» **WORK TO BE COMPLETED**
The word "MatchContext" may appear in some lines of the data; copy every such line.

EXTRACTED RECORDS START

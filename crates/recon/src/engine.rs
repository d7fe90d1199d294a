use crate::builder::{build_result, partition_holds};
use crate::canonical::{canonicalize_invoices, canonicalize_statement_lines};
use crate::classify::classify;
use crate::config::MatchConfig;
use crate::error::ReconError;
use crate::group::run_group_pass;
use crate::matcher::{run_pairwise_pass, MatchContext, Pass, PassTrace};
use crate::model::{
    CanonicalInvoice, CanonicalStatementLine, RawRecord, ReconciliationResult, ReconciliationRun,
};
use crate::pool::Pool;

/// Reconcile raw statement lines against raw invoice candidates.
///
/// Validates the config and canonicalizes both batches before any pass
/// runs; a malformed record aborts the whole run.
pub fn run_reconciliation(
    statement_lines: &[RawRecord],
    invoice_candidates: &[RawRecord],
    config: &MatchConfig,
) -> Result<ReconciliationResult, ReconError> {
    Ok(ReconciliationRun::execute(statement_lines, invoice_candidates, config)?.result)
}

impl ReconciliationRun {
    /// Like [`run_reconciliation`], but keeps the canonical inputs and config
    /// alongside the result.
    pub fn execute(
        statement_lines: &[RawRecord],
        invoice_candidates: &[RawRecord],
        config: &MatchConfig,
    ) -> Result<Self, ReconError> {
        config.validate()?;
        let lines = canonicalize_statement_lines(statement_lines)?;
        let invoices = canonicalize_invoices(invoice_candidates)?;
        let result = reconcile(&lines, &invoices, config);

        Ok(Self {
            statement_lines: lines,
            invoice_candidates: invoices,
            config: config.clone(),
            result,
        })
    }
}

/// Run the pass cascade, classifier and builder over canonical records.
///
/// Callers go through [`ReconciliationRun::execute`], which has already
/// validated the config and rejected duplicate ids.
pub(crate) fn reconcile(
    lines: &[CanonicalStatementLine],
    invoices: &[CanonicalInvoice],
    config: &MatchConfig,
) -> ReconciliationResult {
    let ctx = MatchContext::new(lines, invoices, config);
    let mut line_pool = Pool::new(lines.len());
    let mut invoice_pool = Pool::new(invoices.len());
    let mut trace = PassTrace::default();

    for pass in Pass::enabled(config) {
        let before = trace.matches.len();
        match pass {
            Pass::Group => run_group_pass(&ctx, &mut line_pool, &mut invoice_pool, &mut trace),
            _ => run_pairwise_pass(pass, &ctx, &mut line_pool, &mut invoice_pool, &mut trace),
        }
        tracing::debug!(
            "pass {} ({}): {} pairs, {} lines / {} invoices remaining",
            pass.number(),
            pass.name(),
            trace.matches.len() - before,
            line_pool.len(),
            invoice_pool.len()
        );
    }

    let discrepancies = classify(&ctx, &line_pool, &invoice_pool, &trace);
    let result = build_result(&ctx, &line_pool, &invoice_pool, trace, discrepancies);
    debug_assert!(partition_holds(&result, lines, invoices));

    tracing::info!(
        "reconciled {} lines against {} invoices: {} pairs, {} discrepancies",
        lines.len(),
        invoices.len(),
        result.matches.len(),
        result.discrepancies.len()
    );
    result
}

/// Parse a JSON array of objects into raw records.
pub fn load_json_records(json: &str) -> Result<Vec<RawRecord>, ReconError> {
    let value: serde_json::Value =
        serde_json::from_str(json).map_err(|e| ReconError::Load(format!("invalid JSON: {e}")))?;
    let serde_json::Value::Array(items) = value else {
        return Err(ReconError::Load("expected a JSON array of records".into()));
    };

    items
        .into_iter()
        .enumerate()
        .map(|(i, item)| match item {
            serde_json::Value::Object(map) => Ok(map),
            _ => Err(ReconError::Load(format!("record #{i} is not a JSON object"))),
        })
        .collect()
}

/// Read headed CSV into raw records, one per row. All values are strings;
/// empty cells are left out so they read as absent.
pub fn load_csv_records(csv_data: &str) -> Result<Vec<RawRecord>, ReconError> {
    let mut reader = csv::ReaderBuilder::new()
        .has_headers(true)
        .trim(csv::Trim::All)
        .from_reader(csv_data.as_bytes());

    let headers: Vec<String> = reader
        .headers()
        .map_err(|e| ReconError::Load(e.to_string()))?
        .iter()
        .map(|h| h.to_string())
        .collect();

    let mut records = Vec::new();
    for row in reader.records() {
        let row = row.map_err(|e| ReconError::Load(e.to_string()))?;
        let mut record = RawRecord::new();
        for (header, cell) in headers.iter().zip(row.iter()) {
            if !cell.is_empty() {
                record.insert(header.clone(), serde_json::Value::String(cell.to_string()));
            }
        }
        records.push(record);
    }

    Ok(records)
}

EXTRACTED RECORDS END

» **OUTPUT**
use crate::matcher::{run_pairwise_pass, MatchContext, Pass, PassTrace};
    let ctx = MatchContext::new(lines, invoices, config);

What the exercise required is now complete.